(Saved data entries)
-- -- --
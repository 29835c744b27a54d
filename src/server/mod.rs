use std::sync::Arc;

use axum::body::Bytes;
use axum::extract::{Path as RequestPath, State};
use axum::http::{header, HeaderMap, StatusCode};
use axum::response::{Html, IntoResponse, Redirect, Response};
use axum::routing::{get, post};
use axum::Router;
use axum_extra::extract::CookieJar;

use crate::config::{Config, ROUTE_PREFIX, SYNC_COOKIE};
use crate::data::{content, listing, paths, playlist, watchstate};
use crate::error::Error;
use crate::model::entry::PRIORITY_EXTS;
use crate::render;

impl IntoResponse for Error {
    fn into_response(self) -> Response {
        let status = match &self {
            // Traversal attempts look like any other miss; the filesystem
            // layout is not advertised.
            Error::NotFound | Error::PathTraversal => StatusCode::NOT_FOUND,
            Error::InvalidToken | Error::Unauthorized => StatusCode::UNAUTHORIZED,
            Error::PayloadTooLarge => StatusCode::PAYLOAD_TOO_LARGE,
            Error::Unsupported => StatusCode::INTERNAL_SERVER_ERROR,
            Error::Io(e) if e.kind() == std::io::ErrorKind::NotFound => StatusCode::NOT_FOUND,
            Error::Io(_) => StatusCode::INTERNAL_SERVER_ERROR,
        };
        if status == StatusCode::INTERNAL_SERVER_ERROR {
            tracing::error!("request failed: {self}");
        }
        (status, status.canonical_reason().unwrap_or("error").to_owned()).into_response()
    }
}

pub fn router(config: Arc<Config>) -> Router {
    Router::new()
        .route("/", get(|| async { Redirect::permanent(ROUTE_PREFIX) }))
        .route(ROUTE_PREFIX, get(browse_root))
        // The wildcard below needs a non-empty remainder, so the bare
        // trailing-slash form gets its own route.
        .route("/files/", get(browse_root))
        .route("/files/sync", post(sync))
        .route("/files/*path", get(browse))
        .with_state(config)
}

async fn browse_root(
    State(config): State<Arc<Config>>,
    jar: CookieJar,
) -> Result<Response, Error> {
    serve_path(&config, &jar, "")
}

/// One wildcard route carries the whole read surface. The `/play` and
/// `/m3u8` suffixes are dispatched on the raw captured path before any
/// resolution, matching the URL shape `…/<file>/<verb>`.
async fn browse(
    State(config): State<Arc<Config>>,
    jar: CookieJar,
    headers: HeaderMap,
    RequestPath(path): RequestPath<String>,
) -> Result<Response, Error> {
    if let Some(inner) = path.strip_suffix("/play") {
        return player(&config, inner);
    }
    if let Some(inner) = path.strip_suffix("/m3u8") {
        return m3u8(&config, &headers, inner);
    }
    serve_path(&config, &jar, &path)
}

fn serve_path(config: &Config, jar: &CookieJar, raw: &str) -> Result<Response, Error> {
    let request_path = paths::normalize_request_path(raw);
    let resolved = paths::resolve(&config.media_root, &request_path)?;
    let metadata = std::fs::metadata(&resolved).map_err(|e| {
        if e.kind() == std::io::ErrorKind::NotFound {
            Error::NotFound
        } else {
            Error::Io(e)
        }
    })?;

    if metadata.is_dir() {
        let view = listing::list(config, raw)?;
        // A missing or broken cookie must not break browsing.
        let seen = jar
            .get(SYNC_COOKIE)
            .map(|c| watchstate::load(config, c.value()).unwrap_or_default())
            .unwrap_or_default();
        tracing::debug!(path = %view.request_path, entries = view.entries.len(), "listing");
        return Ok(Html(render::listing_page(&view, &seen)).into_response());
    }

    let name = request_path.trim_end_matches('/');
    let extension = listing::extension_of(name.rsplit('/').next().unwrap_or(name));
    if PRIORITY_EXTS.contains(&extension.as_str()) {
        let rendered = content::render(&resolved, &extension)?;
        let display = name.rsplit('/').next().unwrap_or(name);
        return Ok(Html(render::text_page(display, &rendered)).into_response());
    }

    // Raw bytes are the static server's job.
    match &config.accel_prefix {
        Some(prefix) => {
            let target = format!(
                "{}/{}",
                prefix.trim_end_matches('/'),
                render::href_escape(name)
            );
            Ok(([("x-accel-redirect", target)], ()).into_response())
        }
        None => Err(Error::Unsupported),
    }
}

fn player(config: &Config, raw: &str) -> Result<Response, Error> {
    let resource = raw.trim_matches('/');
    let resolved = paths::resolve(&config.media_root, resource)?;
    if !resolved.is_file() {
        return Err(Error::NotFound);
    }
    Ok(Html(render::player_page(resource)).into_response())
}

fn m3u8(config: &Config, headers: &HeaderMap, raw: &str) -> Result<Response, Error> {
    let resource = raw.trim_matches('/');
    let resolved = paths::resolve(&config.media_root, resource)?;
    if !resolved.is_file() {
        return Err(Error::NotFound);
    }

    let host = headers
        .get(header::HOST)
        .and_then(|h| h.to_str().ok())
        .unwrap_or("localhost");
    let scheme = headers
        .get("x-forwarded-proto")
        .and_then(|h| h.to_str().ok())
        .unwrap_or("http");
    let base = format!("{scheme}://{host}{ROUTE_PREFIX}");
    let body = playlist::emit(&base, resource);

    Ok((
        [
            (header::CONTENT_TYPE.as_str(), playlist::PLAYLIST_CONTENT_TYPE),
            (
                header::CONTENT_DISPOSITION.as_str(),
                playlist::PLAYLIST_DISPOSITION,
            ),
        ],
        body,
    )
        .into_response())
}

async fn sync(
    State(config): State<Arc<Config>>,
    jar: CookieJar,
    body: Bytes,
) -> Result<Response, Error> {
    let token = jar.get(SYNC_COOKIE).map(|c| c.value().to_owned());
    let kept = watchstate::save(&config, token.as_deref(), &body)?;
    tracing::info!(kept, "watch state replaced");
    Ok(format!("ok {kept}").into_response())
}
-- -- --
* _Goal of the exercise_:
All the entries are to be reproduced verbatim.

* _Task solution_:
repository 29835c744b27a54d
filename src/server/mod.rs
use std::sync::Arc;

use axum::body::Bytes;
use axum::extract::{Path as RequestPath, State};
use axum::http::{header, HeaderMap, StatusCode};
use axum::response::{Html, IntoResponse, Redirect, Response};
use axum::routing::{get, post};
use axum::Router;
use axum_extra::extract::CookieJar;

use crate::config::{Config, ROUTE_PREFIX, SYNC_COOKIE};
use crate::data::{content, listing, paths, playlist, watchstate};
use crate::error::Error;
use crate::model::entry::PRIORITY_EXTS;
use crate::render;

impl IntoResponse for Error {
    fn into_response(self) -> Response {
        let status = match &self {
            // Traversal attempts look like any other miss; the filesystem
            // layout is not advertised.
            Error::NotFound | Error::PathTraversal => StatusCode::NOT_FOUND,
            Error::InvalidToken | Error::Unauthorized => StatusCode::UNAUTHORIZED,
            Error::PayloadTooLarge => StatusCode::PAYLOAD_TOO_LARGE,
            Error::Unsupported => StatusCode::INTERNAL_SERVER_ERROR,
            Error::Io(e) if e.kind() == std::io::ErrorKind::NotFound => StatusCode::NOT_FOUND,
            Error::Io(_) => StatusCode::INTERNAL_SERVER_ERROR,
        };
        if status == StatusCode::INTERNAL_SERVER_ERROR {
            tracing::error!("request failed: {self}");
        }
        (status, status.canonical_reason().unwrap_or("error").to_owned()).into_response()
    }
}

pub fn router(config: Arc<Config>) -> Router {
    Router::new()
        .route("/", get(|| async { Redirect::permanent(ROUTE_PREFIX) }))
        .route(ROUTE_PREFIX, get(browse_root))
        // The wildcard below needs a non-empty remainder, so the bare
        // trailing-slash form gets its own route.
        .route("/files/", get(browse_root))
        .route("/files/sync", post(sync))
        .route("/files/*path", get(browse))
        .with_state(config)
}

async fn browse_root(
    State(config): State<Arc<Config>>,
    jar: CookieJar,
) -> Result<Response, Error> {
    serve_path(&config, &jar, "")
}

/// One wildcard route carries the whole read surface. The `/play` and
/// `/m3u8` suffixes are dispatched on the raw captured path before any
/// resolution, matching the URL shape `…/<file>/<verb>`.
async fn browse(
    State(config): State<Arc<Config>>,
    jar: CookieJar,
    headers: HeaderMap,
    RequestPath(path): RequestPath<String>,
) -> Result<Response, Error> {
    if let Some(inner) = path.strip_suffix("/play") {
        return player(&config, inner);
    }
    if let Some(inner) = path.strip_suffix("/m3u8") {
        return m3u8(&config, &headers, inner);
    }
    serve_path(&config, &jar, &path)
}

fn serve_path(config: &Config, jar: &CookieJar, raw: &str) -> Result<Response, Error> {
    let request_path = paths::normalize_request_path(raw);
    let resolved = paths::resolve(&config.media_root, &request_path)?;
    let metadata = std::fs::metadata(&resolved).map_err(|e| {
        if e.kind() == std::io::ErrorKind::NotFound {
            Error::NotFound
        } else {
            Error::Io(e)
        }
    })?;

    if metadata.is_dir() {
        let view = listing::list(config, raw)?;
        // A missing or broken cookie must not break browsing.
        let seen = jar
            .get(SYNC_COOKIE)
            .map(|c| watchstate::load(config, c.value()).unwrap_or_default())
            .unwrap_or_default();
        tracing::debug!(path = %view.request_path, entries = view.entries.len(), "listing");
        return Ok(Html(render::listing_page(&view, &seen)).into_response());
    }

    let name = request_path.trim_end_matches('/');
    let extension = listing::extension_of(name.rsplit('/').next().unwrap_or(name));
    if PRIORITY_EXTS.contains(&extension.as_str()) {
        let rendered = content::render(&resolved, &extension)?;
        let display = name.rsplit('/').next().unwrap_or(name);
        return Ok(Html(render::text_page(display, &rendered)).into_response());
    }

    // Raw bytes are the static server's job.
    match &config.accel_prefix {
        Some(prefix) => {
            let target = format!(
                "{}/{}",
                prefix.trim_end_matches('/'),
                render::href_escape(name)
            );
            Ok(([("x-accel-redirect", target)], ()).into_response())
        }
        None => Err(Error::Unsupported),
    }
}

fn player(config: &Config, raw: &str) -> Result<Response, Error> {
    let resource = raw.trim_matches('/');
    let resolved = paths::resolve(&config.media_root, resource)?;
    if !resolved.is_file() {
        return Err(Error::NotFound);
    }
    Ok(Html(render::player_page(resource)).into_response())
}

fn m3u8(config: &Config, headers: &HeaderMap, raw: &str) -> Result<Response, Error> {
    let resource = raw.trim_matches('/');
    let resolved = paths::resolve(&config.media_root, resource)?;
    if !resolved.is_file() {
        return Err(Error::NotFound);
    }

    let host = headers
        .get(header::HOST)
        .and_then(|h| h.to_str().ok())
        .unwrap_or("localhost");
    let scheme = headers
        .get("x-forwarded-proto")
        .and_then(|h| h.to_str().ok())
        .unwrap_or("http");
    let base = format!("{scheme}://{host}{ROUTE_PREFIX}");
    let body = playlist::emit(&base, resource);

    Ok((
        [
            (header::CONTENT_TYPE.as_str(), playlist::PLAYLIST_CONTENT_TYPE),
            (
                header::CONTENT_DISPOSITION.as_str(),
                playlist::PLAYLIST_DISPOSITION,
            ),
        ],
        body,
    )
        .into_response())
}

async fn sync(
    State(config): State<Arc<Config>>,
    jar: CookieJar,
    body: Bytes,
) -> Result<Response, Error> {
    let token = jar.get(SYNC_COOKIE).map(|c| c.value().to_owned());
    let kept = watchstate::save(&config, token.as_deref(), &body)?;
    tracing::info!(kept, "watch state replaced");
    Ok(format!("ok {kept}").into_response())
}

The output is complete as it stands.